- Data extracted from a collection:
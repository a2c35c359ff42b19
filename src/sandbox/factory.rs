use std::sync::Arc;

use crate::config::types::{BackendType, SandboxConfig};
use crate::error::{JudgeletError, Result};
use crate::sandbox::backends::NodeBackend;
use crate::sandbox::traits::SandboxBackend;

/// Create a sandbox backend based on the configuration.
///
/// This factory function selects and instantiates the appropriate backend
/// based on the configured backend type and platform availability.
pub fn create_backend(config: &SandboxConfig) -> Result<Arc<dyn SandboxBackend>> {
    let backend_type = resolve_backend_type(&config.backend, config)?;

    match backend_type {
        BackendType::Node => {
            let backend = NodeBackend::new(&config.node)?;
            Ok(Arc::new(backend))
        }
        BackendType::Auto => Err(JudgeletError::BackendNotAvailable {
            backend: "auto".to_string(),
            reason: "No sandbox backends available".to_string(),
        }),
    }
}

/// Resolve the backend type, handling Auto selection.
fn resolve_backend_type(requested: &BackendType, config: &SandboxConfig) -> Result<BackendType> {
    let node_available = which::which(&config.node.binary).is_ok();
    match requested {
        BackendType::Auto => {
            if node_available {
                return Ok(BackendType::Node);
            }
            Err(JudgeletError::BackendNotAvailable {
                backend: "auto".to_string(),
                reason: "No sandbox backends available. Install Node.js or set sandbox.node.binary"
                    .to_string(),
            })
        }
        BackendType::Node => {
            if !node_available {
                return Err(JudgeletError::BackendNotAvailable {
                    backend: "node".to_string(),
                    reason: format!(
                        "'{}' was not found. Install Node.js or set sandbox.node.binary",
                        config.node.binary.display()
                    ),
                });
            }
            Ok(BackendType::Node)
        }
    }
}

/// Get information about available backends on this system.
pub fn available_backends() -> Vec<BackendInfo> {
    let node = NodeBackend::is_available();
    vec![BackendInfo {
        name: "node",
        available: node,
        description: "Fresh Node.js process per execution",
        unavailable_reason: if node {
            None
        } else {
            Some("node not found on PATH")
        },
    }]
}

/// Information about a sandbox backend.
pub struct BackendInfo {
    pub name: &'static str,
    pub available: bool,
    pub description: &'static str,
    pub unavailable_reason: Option<&'static str>,
}
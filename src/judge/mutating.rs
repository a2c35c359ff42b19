use serde_json::Value;

use super::normalize::{normalize_order, round_numbers};
use super::{Judge, JudgeInput, JudgeKind, Verdict};

/// In-place array problems: the function returns a count `k` and leaves
/// the answer in the first `k` slots of its first argument. Slots at index
/// `k` and beyond are not inspected.
pub struct MutatingArrayJudge;

impl Judge for MutatingArrayJudge {
    fn kind(&self) -> JudgeKind {
        JudgeKind::MutatingArrayWithK
    }

    fn judge(&self, input: &JudgeInput<'_>) -> Verdict {
        let mut expected = round_numbers(input.expected);
        let Some(expected_len) = expected.as_array().map(Vec::len) else {
            return Verdict::failed(
                input.actual.clone(),
                expected,
                "Expected output for mutating-array-with-k must be an array",
            );
        };

        let k = match as_count(input.actual) {
            Some(k) => k,
            None => {
                return Verdict::failed(
                    input.actual.clone(),
                    expected,
                    format!("Expected the function to return an integer count, got {}", input.actual),
                )
            }
        };
        if k != expected_len {
            return Verdict::failed(
                input.actual.clone(),
                expected,
                format!("Returned k = {}, expected {}", k, expected_len),
            );
        }

        let Some(mutated) = input.mutated_input.and_then(Value::as_array) else {
            return Verdict::failed(
                input.actual.clone(),
                expected,
                "The first argument is not an array after the call",
            );
        };
        if mutated.len() < k {
            return Verdict::failed(
                Value::Array(mutated.clone()),
                expected,
                format!("Returned k = {} but the array only has {} elements", k, mutated.len()),
            );
        }

        let mut actual = round_numbers(&Value::Array(mutated[..k].to_vec()));
        if input.order_independent {
            actual = normalize_order(&actual);
            expected = normalize_order(&expected);
        }
        Verdict {
            passed: actual == expected,
            actual,
            expected,
            message: None,
        }
    }
}

fn as_count(value: &Value) -> Option<usize> {
    if let Some(k) = value.as_u64() {
        return usize::try_from(k).ok();
    }
    let f = value.as_f64()?;
    (f >= 0.0 && f.fract() == 0.0).then_some(f as usize)
}
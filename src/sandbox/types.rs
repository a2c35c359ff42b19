use std::collections::BTreeMap;

use serde::{Deserialize, Serialize};
use serde_json::Value;

use crate::instrument::TransformError;

/// Why an execution did not succeed cleanly.
#[derive(Debug, Clone, Copy, PartialEq, Eq, Serialize, Deserialize)]
#[serde(rename_all = "lowercase")]
pub enum ErrorKind {
    /// Rejected before launch
    Syntax,
    /// Uncaught exception in the program
    Runtime,
    /// Cancelled after the timeout
    Timeout,
    /// Non-fatal restriction of the sandbox, such as storage access
    Environment,
    /// The runtime process failed or broke the protocol
    Sandbox,
}

/// One recorded call.
#[derive(Debug, Clone, PartialEq, Serialize, Deserialize)]
pub struct FunctionCall {
    pub name: String,
    #[serde(default)]
    pub args: Vec<Value>,
}

/// Observations recorded by the instrumentation during one execution.
/// Values are harness snapshots.
#[derive(Debug, Clone, Default, PartialEq, Serialize, Deserialize)]
#[serde(rename_all = "camelCase", default)]
pub struct TrackedData {
    /// Latest value per variable
    pub variables: BTreeMap<String, Value>,
    /// Every recorded value per variable, first assignment first
    pub variable_trace: BTreeMap<String, Vec<Value>>,
    /// Serialized top-level functions
    pub functions: BTreeMap<String, Value>,
    pub function_calls: Vec<FunctionCall>,
}

impl TrackedData {
    /// Value recorded at the first assignment of `name`.
    pub fn first_value(&self, name: &str) -> Option<&Value> {
        self.variable_trace.get(name).and_then(|trace| trace.first())
    }

    pub fn calls_to<'a>(&'a self, name: &'a str) -> impl Iterator<Item = &'a FunctionCall> + 'a {
        self.function_calls.iter().filter(move |call| call.name == name)
    }
}

/// Outcome of one execution. A cancelled result never carries `result`.
#[derive(Debug, Clone, Default, PartialEq, Serialize, Deserialize)]
#[serde(rename_all = "camelCase")]
pub struct ExecutionResult {
    pub success: bool,
    #[serde(default, skip_serializing_if = "Option::is_none")]
    pub error: Option<String>,
    #[serde(default, skip_serializing_if = "Option::is_none")]
    pub error_kind: Option<ErrorKind>,
    #[serde(default)]
    pub logs: Vec<String>,
    #[serde(default, skip_serializing_if = "Option::is_none")]
    pub result: Option<Value>,
    #[serde(default, skip_serializing_if = "Option::is_none")]
    pub tracked: Option<TrackedData>,
    #[serde(default)]
    pub cancelled: bool,
}

impl ExecutionResult {
    pub fn syntax_error(err: &TransformError) -> Self {
        Self {
            success: false,
            error: Some(err.to_string()),
            error_kind: Some(ErrorKind::Syntax),
            ..Default::default()
        }
    }

    pub fn timed_out(timeout_ms: u64, logs: Vec<String>, tracked: Option<TrackedData>) -> Self {
        Self {
            success: false,
            error: Some(format!("Execution timed out after {}ms", timeout_ms)),
            error_kind: Some(ErrorKind::Timeout),
            logs,
            result: None,
            tracked,
            cancelled: true,
        }
    }

    pub fn sandbox_failure(message: impl Into<String>, logs: Vec<String>) -> Self {
        Self {
            success: false,
            error: Some(message.into()),
            error_kind: Some(ErrorKind::Sandbox),
            logs,
            ..Default::default()
        }
    }
}
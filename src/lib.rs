pub mod cli;
pub mod config;
pub mod convert;
pub mod error;
pub mod instrument;
pub mod judge;
pub mod sandbox;
pub mod structural;
pub mod suite;

pub use error::{JudgeletError, Result};
//! Source-to-source instrumentation of learner JavaScript.
//!
//! The output is the user's program wrapped as
//! `async function __program(__expose) { ... }`. The first statement of the
//! body hands the harness one getter per top-level function so it can
//! capture them after the run, regardless of block scoping.

pub mod parse;
pub mod transform;

use oxc_allocator::Allocator;
use oxc_ast::ast::{Expression, FunctionBody, Statement};
use oxc_ast_visit::Visit;
use serde::Serialize;
use thiserror::Error;
use tracing::debug;

use transform::Rewriter;

/// A syntax error found while instrumenting, with a 1-based position.
#[derive(Error, Debug, Clone, PartialEq, Eq, Serialize)]
#[error("SyntaxError: {message} ({line}:{column})")]
pub struct TransformError {
    pub message: String,
    pub line: usize,
    pub column: usize,
}

impl TransformError {
    pub fn new(message: &str, line: usize, column: usize) -> Self {
        Self {
            message: message.to_string(),
            line,
            column,
        }
    }
}

/// Which rewrite passes run.
#[derive(Debug, Clone, Copy, PartialEq, Eq)]
pub struct InstrumentOptions {
    pub track_variables: bool,
    pub track_calls: bool,
    pub inject_yields: bool,
}

impl Default for InstrumentOptions {
    fn default() -> Self {
        Self {
            track_variables: true,
            track_calls: true,
            inject_yields: true,
        }
    }
}

impl InstrumentOptions {
    /// Only cancellation checkpoints; used for generated test scripts.
    pub fn yields_only() -> Self {
        Self {
            track_variables: false,
            track_calls: false,
            inject_yields: true,
        }
    }
}

#[derive(Debug, Clone)]
pub struct Instrumented {
    /// The `__program` function declaration.
    pub code: String,
    /// Top-level function names, in declaration order.
    pub function_names: Vec<String>,
}

pub fn instrument(source: &str, options: &InstrumentOptions) -> Result<Instrumented, TransformError> {
    let text = parse::wrap(source);
    let allocator = Allocator::default();
    let program = parse::parse(&allocator, &text, source)?;
    let body = parse::wrapper_body(&program)
        .ok_or_else(|| TransformError::new("Unexpected end of input", 1, 1))?;
    let function_names = detect_function_names(body);

    let mut rewriter = Rewriter::new(&text, options);
    rewriter.expose(body, &function_names);
    rewriter.visit_program(&program);
    let code = rewriter.finish();

    debug!(
        functions = function_names.len(),
        bytes = code.len(),
        "Instrumented program"
    );
    Ok(Instrumented {
        code,
        function_names,
    })
}

/// Parses without transforming, for syntax validation.
pub fn check_syntax(source: &str) -> Result<(), TransformError> {
    let text = parse::wrap(source);
    let allocator = Allocator::default();
    parse::parse(&allocator, &text, source).map(|_| ())
}

/// Parses `source` and returns its top-level function names.
pub fn function_names(source: &str) -> Result<Vec<String>, TransformError> {
    let text = parse::wrap(source);
    let allocator = Allocator::default();
    let program = parse::parse(&allocator, &text, source)?;
    Ok(parse::wrapper_body(&program)
        .map(detect_function_names)
        .unwrap_or_default())
}

/// Names of top-level function declarations and of top-level variables
/// initialized with a function or arrow expression.
pub fn detect_function_names(body: &FunctionBody<'_>) -> Vec<String> {
    let mut names: Vec<String> = Vec::new();
    let mut push = |name: &str| {
        if !name.starts_with("__") && !names.iter().any(|n| n == name) {
            names.push(name.to_string());
        }
    };

    for stmt in &body.statements {
        match stmt {
            Statement::FunctionDeclaration(func) => {
                if let Some(id) = &func.id {
                    push(id.name.as_str());
                }
            }
            Statement::VariableDeclaration(decl) => {
                for declarator in &decl.declarations {
                    let (Some(name), Some(init)) = (declarator.id.get_identifier_name(), &declarator.init)
                    else {
                        continue;
                    };
                    if matches!(
                        init.without_parentheses(),
                        Expression::FunctionExpression(_) | Expression::ArrowFunctionExpression(_)
                    ) {
                        push(name.as_str());
                    }
                }
            }
            _ => {}
        }
    }
    names
}
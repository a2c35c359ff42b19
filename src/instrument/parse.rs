//! Parsing learner programs with `oxc_parser`.
//!
//! Programs are parsed inside the `__program` wrapper they will run in, so
//! top-level `await` and `return` are accepted exactly as they run. Every
//! span in the parsed tree indexes the wrapped text.

use oxc_allocator::Allocator;
use oxc_ast::ast::{FunctionBody, Program, Statement};
use oxc_parser::Parser;
use oxc_span::{GetSpan, SourceType};

use super::TransformError;

pub const WRAP_OPEN: &str = "async function __program(__expose) {\n";
pub const WRAP_CLOSE: &str = "\n}\n";

pub fn wrap(source: &str) -> String {
    let mut text = String::with_capacity(WRAP_OPEN.len() + source.len() + WRAP_CLOSE.len());
    text.push_str(WRAP_OPEN);
    text.push_str(source);
    text.push_str(WRAP_CLOSE);
    text
}

/// Parses `text`, the output of [`wrap`] for `source`. Errors carry
/// positions in `source`.
pub fn parse<'a>(
    allocator: &'a Allocator,
    text: &'a str,
    source: &str,
) -> Result<Program<'a>, TransformError> {
    let ret = Parser::new(allocator, text, SourceType::script()).parse();
    if let Some(error) = ret.errors.first() {
        let offset = error
            .labels
            .as_ref()
            .and_then(|labels| labels.first())
            .map(|label| label.offset())
            .unwrap_or(text.len());
        return Err(error_at(&error.message, source, offset));
    }

    // A stray `}` closes the wrapper early and leaves statements after it
    if ret.program.body.len() != 1 {
        let offset = ret
            .program
            .body
            .first()
            .map(|wrapper| wrapper.span().end as usize)
            .unwrap_or(text.len())
            .saturating_sub(1);
        return Err(error_at("Unexpected token `}`", source, offset));
    }
    Ok(ret.program)
}

/// The body of the `__program` wrapper.
pub fn wrapper_body<'p, 'a>(program: &'p Program<'a>) -> Option<&'p FunctionBody<'a>> {
    match program.body.first()? {
        Statement::FunctionDeclaration(func) => func.body.as_deref(),
        _ => None,
    }
}

fn error_at(message: &str, source: &str, offset: usize) -> TransformError {
    let user = offset.saturating_sub(WRAP_OPEN.len()).min(source.len());
    let before = source.get(..user).unwrap_or(source);
    let line = before.matches('\n').count() + 1;
    let column = before.rsplit('\n').next().map_or(0, |l| l.chars().count()) + 1;
    TransformError::new(message, line, column)
}

/// Offset of the first byte at or after `from` that is neither whitespace
/// nor inside a comment.
pub fn skip_trivia(text: &str, from: usize) -> usize {
    let bytes = text.as_bytes();
    let mut i = from;
    while i < bytes.len() {
        match bytes[i] {
            b' ' | b'\t' | b'\n' | b'\r' => i += 1,
            b'/' if bytes.get(i + 1) == Some(&b'/') => {
                i = text[i..].find('\n').map_or(bytes.len(), |n| i + n);
            }
            b'/' if bytes.get(i + 1) == Some(&b'*') => {
                i = text[i + 2..].find("*/").map_or(bytes.len(), |n| i + n + 4);
            }
            _ => break,
        }
    }
    i
}

#[cfg(test)]
mod tests {
    use super::*;

    fn parse_err(source: &str) -> TransformError {
        let text = wrap(source);
        let allocator = Allocator::default();
        parse(&allocator, &text, source).unwrap_err()
    }

    #[test]
    fn test_accepts_top_level_await_and_return() {
        let source = "const v = await Promise.resolve(1);\nif (v) return;";
        let text = wrap(source);
        let allocator = Allocator::default();
        let program = parse(&allocator, &text, source).unwrap();
        assert_eq!(wrapper_body(&program).unwrap().statements.len(), 2);
    }

    #[test]
    fn test_error_positions_are_in_user_source() {
        let err = parse_err("let a = 1;\nlet b = ;");
        assert_eq!(err.line, 2);
        assert!(err.column > 1);
    }

    #[test]
    fn test_stray_brace_cannot_escape_the_wrapper() {
        let err = parse_err("} function g() {");
        assert_eq!(err.line, 1);
        assert_eq!(err.column, 1);
    }

    #[test]
    fn test_skip_trivia() {
        let text = "f /* ( */ // x\n  (1)";
        assert_eq!(&text[skip_trivia(text, 1)..], "(1)");
        assert_eq!(skip_trivia("  ", 0), 2);
    }
}
impl<'s> Rewriter<'s> {
    pub fn new(text: &'s str, options: &'s InstrumentOptions) -> Self {
        Self {
            text,
            options,
            edits: Vec::new(),
            async_contexts: Vec::new(),
        }
    }

    /// Hands the harness one getter per top-level function, after the
    /// directive prologue so `"use strict"` keeps its effect.
    pub fn expose(&mut self, body: &FunctionBody<'_>, names: &[String]) {
        let mut call = String::from("__expose({");
        for (i, name) in names.iter().enumerate() {
            if i > 0 {
                call.push(',');
            }
            call.push_str(&format!(" {}: () => {}", quote(name), name));
        }
        call.push_str(if names.is_empty() { "});" } else { " });" });

        match body.directives.last() {
            Some(directive) => {
                let sep = if self.source_of(directive.span).ends_with(';') { "\n" } else { ";\n" };
                self.insert(directive.span.end as usize, Rank::Expose, format!("{}{}", sep, call));
            }
            None => self.insert(parse::WRAP_OPEN.len(), Rank::Expose, format!("{}\n", call)),
        }
    }

    /// Applies every edit and returns the rewritten text.
    pub fn finish(mut self) -> String {
        self.edits.sort_by_key(|edit| (edit.start, edit.rank));
        let extra: usize = self.edits.iter().map(|edit| edit.text.len()).sum();
        let mut out = String::with_capacity(self.text.len() + extra);
        let mut cursor = 0;
        for edit in &self.edits {
            if edit.start >= cursor {
                out.push_str(self.text.get(cursor..edit.start).unwrap_or_default());
                cursor = edit.start;
            }
            out.push_str(&edit.text);
            cursor = cursor.max(edit.end);
        }
        out.push_str(self.text.get(cursor..).unwrap_or_default());
        out
    }

    fn insert(&mut self, at: usize, rank: Rank, text: String) {
        self.edits.push(Edit {
            start: at,
            end: at,
            rank,
            text,
        });
    }

    fn replace(&mut self, start: usize, end: usize, text: String) {
        self.edits.push(Edit {
            start,
            end,
            rank: Rank::Replace,
            text,
        });
    }

    fn source_of(&self, span: Span) -> &'s str {
        self.text
            .get(span.start as usize..span.end as usize)
            .unwrap_or_default()
    }

    fn in_async(&self) -> bool {
        self.async_contexts.last().copied().unwrap_or(false)
    }

    fn checkpoint(&self) -> &'static str {
        if self.in_async() {
            "if (__shouldCancel()) break; await __yield();"
        } else {
            "if (__shouldCancel()) break;"
        }
    }

    // ------------------------------------------------------------------
    // Statements
    // ------------------------------------------------------------------

    /// Visits a statement in a single-statement position, bracing it when
    /// a checkpoint has to precede it or tracking has to follow it.
    fn visit_nested(&mut self, body: &Statement<'_>, is_loop: bool) {
        let checkpoint = (is_loop && self.options.inject_yields).then(|| self.checkpoint());
        let tracks = self.options.track_variables && !written_names(body).is_empty();
        match body {
            Statement::BlockStatement(block) => {
                if let Some(check) = checkpoint {
                    self.insert(block.span.start as usize + 1, Rank::Checkpoint, format!(" {}", check));
                }
            }
            _ if checkpoint.is_some() || tracks => {
                let span = body.span();
                let open = match checkpoint {
                    Some(check) => format!("{{ {} ", check),
                    None => "{ ".to_string(),
                };
                self.insert(span.start as usize, Rank::Open, open);
                self.insert(span.end as usize, Rank::Close, " }".to_string());
            }
            _ => {}
        }
        self.visit_statement(body);
    }

    fn track_after(&mut self, span: Span, names: &[String]) {
        let mut text = String::new();
        if !self.source_of(span).ends_with(';') {
            text.push(';');
        }
        for name in names {
            text.push_str(&format!(" __trackVariable({}, {});", quote(name), name));
        }
        self.insert(span.end as usize, Rank::Track, text);
    }

    // ------------------------------------------------------------------
    // Calls
    // ------------------------------------------------------------------

    fn track_call(&mut self, call: &CallExpression<'_>) {
        if call.optional {
            return;
        }
        match &call.callee {
            Expression::Identifier(ident) => {
                let name = ident.name.as_str();
                if !self.options.track_calls
                    || name.starts_with("__")
                    || BUILTIN_GLOBALS.contains(&name)
                    || call.arguments.iter().any(is_function_argument)
                {
                    return;
                }
                let end = ident.span.end as usize;
                self.wrap_call(
                    call,
                    end,
                    end,
                    format!("__trackCall({}, {}, ", quote(name), name),
                    ", [".to_string(),
                );
            }
            Expression::StaticMemberExpression(member) => {
                let method = member.property.name.as_str();
                if member.optional
                    || !(self.options.track_calls || self.options.track_variables)
                    || !MUTATING_METHODS.contains(&method)
                {
                    return;
                }
                let Some(root) = root_identifier(&member.object) else {
                    return;
                };
                if root.starts_with("__") {
                    return;
                }
                self.wrap_call(
                    call,
                    member.object.span().end as usize,
                    member.span.end as usize,
                    format!("__trackMutation({}, {}, ", quote(root), root),
                    format!(", {}, [", quote(method)),
                );
            }
            _ => {}
        }
    }

    /// Turns `callee(args)` into `prefix callee-head separator args])`:
    /// `prefix` lands before the call, `[from, open paren]` is replaced by
    /// `separator` and the closing paren becomes `])`.
    fn wrap_call(
        &mut self,
        call: &CallExpression<'_>,
        from: usize,
        callee_end: usize,
        prefix: String,
        separator: String,
    ) {
        let bytes = self.text.as_bytes();
        let open = parse::skip_trivia(self.text, callee_end);
        let close = (call.span.end as usize).saturating_sub(1);
        if bytes.get(open) != Some(&b'(') || bytes.get(close) != Some(&b')') || close < open {
            return;
        }
        self.insert(call.span.start as usize, Rank::Prefix, prefix);
        self.replace(from, open + 1, separator);
        self.replace(close, close + 1, "])".to_string());
    }
}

- Exercise details: Show every line of the data in which the word "learner" appears.

- Answer space:
//! Source-to-source instrumentation of learner JavaScript.
//! Parsing learner programs with `oxc_parser`.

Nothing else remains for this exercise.